Release Date: 2018Players: 2-4
Designer: Wolfgang WarschLength:  10-30 minutes
Artist: Oliver FreudenreichAge: 8+
Publisher: Nürnberger-Spielkarten-VerlagComplexity: 1.0 / 5

If you are looking for an easy-to-teach, easy-to-carry, quick, fun, co-operative card game, then The Mind by Coiledspring Games is the right game for you. However, let’s start at the beginning. The game is really simply: there is a deck of cards numbered 1 to 100, every players is dealt a certain number randomly from the deck, there is no turn order and everyone plays when they feel the time is right, without co-ordinating with each other, and as long as all cards are played in ascending order everyone wins. That’s pretty much all there is to it. Sounds easy enough – but it’s actually really hard – and that’s what makes this game so interesting in my view, as it creates a new gameplay mechanism that I have not come across before.

So let’s assume we have a three player game of The Mind in front of us. We start at level 1 where everyone is dealt one card from the shuffled deck of cards numbered 1 to 100. We all put our hands together in the middle to indicate we’re ready – and then… well… everyone waits. Nobody is really sure if their card is high or low or somewhere in the middle. Of course, if you have a 1 card, then you can just play it immediately. Nobody will be lower than that. Similarly, if you have a 100 card, you can just wait, because yours is the highest card and will have to be played last.

Yet the chances are that you have a 17, or a 31, or maybe a 64. Others might have a 25, or a 44, or maybe a 86. So you have to wait and see if anyone is keener to play their card than you are – and hope that if they do play their card, it is indeed lower than yours. However, don’t worry too much. At the beginning you start with three lives, so if anyone plays their card out of order, you just lose a life, everyone discards any cards lower than the one just played and you can carry on. You only lose the game completely when you lose your last life.

So let’s assume everyone played the cards in order – 17, then 25, then 86. That feels great and you want to do it again. So on to level 2 you go – and now everyone is dealt two cards from the shuffled deck. You might be lucky and have two cards close together, let’s say 5 and 7. So after everyone has put their hand in the middle, you feel brave and play your 5, quickly followed by your 7. You just got rid of your hand and now the pressure is on everyone else to get their cards played correctly.

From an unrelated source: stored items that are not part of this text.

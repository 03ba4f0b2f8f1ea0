//! Quality and growth ratios
//!
//! Twelve metrics drawn from three endpoints: TTM ratios, TTM key metrics and
//! annual financial growth.

use tracing::info;

use crate::api::MarketDataSource;
use crate::metrics::{Assembled, fill};
use crate::report::{RunReport, Stage};
use crate::table::{MetricTable, Ticker};

pub const OPERATING_PROFIT_MARGIN: &str = "Operating Profit Margin";
pub const NET_PROFIT_MARGIN: &str = "Net Profit Margin";
pub const ROA: &str = "ROA";
pub const ROE: &str = "ROE";
pub const ROCE: &str = "ROCE";
pub const CURRENT_RATIO: &str = "Current Ratio";
pub const DEBT_TO_EQUITY: &str = "Debt/Equity Ratio";
pub const DEBT_TO_ASSETS: &str = "Debt/Assets Ratio";
pub const FCF_YIELD: &str = "FCF Yield";
pub const REVENUE_GROWTH_5Y: &str = "5Y Revenue Growth";
pub const CFO_GROWTH_5Y: &str = "5Y CFO Growth";
pub const EPS_GROWTH_5Y: &str = "5Y EPS Growth";

/// Column order of the quality/growth table
pub const METRICS: [&str; 12] = [
    OPERATING_PROFIT_MARGIN,
    NET_PROFIT_MARGIN,
    ROA,
    ROE,
    ROCE,
    CURRENT_RATIO,
    DEBT_TO_EQUITY,
    DEBT_TO_ASSETS,
    FCF_YIELD,
    REVENUE_GROWTH_5Y,
    CFO_GROWTH_5Y,
    EPS_GROWTH_5Y,
];

/// Metrics where a lower value scores better
pub const LOWER_IS_BETTER: [&str; 2] = [DEBT_TO_EQUITY, DEBT_TO_ASSETS];

/// Build the quality/growth table for `tickers`
pub async fn assemble(source: &dyn MarketDataSource, tickers: &[Ticker]) -> Assembled {
    let mut table = MetricTable::zeroed(&METRICS, tickers);
    let mut report = RunReport::new();

    for ticker in tickers {
        match source.ratios_ttm(ticker).await {
            Ok(ratios) => {
                let missing = fill(
                    &mut table,
                    ticker,
                    &[
                        (OPERATING_PROFIT_MARGIN, ratios.operating_profit_margin),
                        (NET_PROFIT_MARGIN, ratios.net_profit_margin),
                        (ROA, ratios.return_on_assets),
                        (ROE, ratios.return_on_equity),
                        (ROCE, ratios.return_on_capital_employed),
                    ],
                );
                report.record_fields(Stage::Ratios, ticker, missing);
            }
            Err(e) => report.record_failure(Stage::Ratios, ticker, &e),
        }

        match source.key_metrics_ttm(ticker).await {
            Ok(metrics) => {
                let missing = fill(
                    &mut table,
                    ticker,
                    &[
                        (CURRENT_RATIO, metrics.current_ratio),
                        (DEBT_TO_EQUITY, metrics.debt_to_equity),
                        (DEBT_TO_ASSETS, metrics.debt_to_assets),
                        (FCF_YIELD, metrics.free_cash_flow_yield),
                    ],
                );
                report.record_fields(Stage::KeyMetrics, ticker, missing);
            }
            Err(e) => report.record_failure(Stage::KeyMetrics, ticker, &e),
        }

        match source.financial_growth(ticker).await {
            Ok(growth) => {
                let missing = fill(
                    &mut table,
                    ticker,
                    &[
                        (REVENUE_GROWTH_5Y, growth.five_y_revenue_growth_per_share),
                        (CFO_GROWTH_5Y, growth.five_y_operating_cf_growth_per_share),
                        (EPS_GROWTH_5Y, growth.five_y_net_income_growth_per_share),
                    ],
                );
                report.record_fields(Stage::Growth, ticker, missing);
            }
            Err(e) => report.record_failure(Stage::Growth, ticker, &e),
        }
    }

    info!(
        tickers = tickers.len(),
        failures = report.failure_count(),
        "quality/growth metrics assembled"
    );

    Assembled { table, report }
}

However, unfortunately another player had a 6. The chances are so low of this happening, that you never expected. So you lose another life and you’re down to two. The other player discards their 6 and are left with one card. They wait, because they have an 86 in their hand, and the third player plays their cards: a 34, then they wait for a bit, then they play a 85. Wow, how amazing. The 86 is played and you survive level 2.

So it goes on, with every new level your hand grows by another card. The pressure rises all the time, but so does the feeling of achievement when all cards are played correctly. There are moments when you look into another players eyes trying to gauge if their next card is higher or lower than yours. Or two players both start to pull their next lowest card out of their and, then both stop, because they have to decide whose card is lower.

As I say, the game is really simple, but it creates so much interest. You really feel the pressure of getting into a rhythm with your team, and you feel really amazed when players play cards correctly that are close together: a 76, followed by a 78 followed by a 81. The more you play, the more you get into it all. It all becomes very addictive.

The Mind is really worth looking at. It is a small game at a small price that packs a huge punch – and gets your mind frazzled.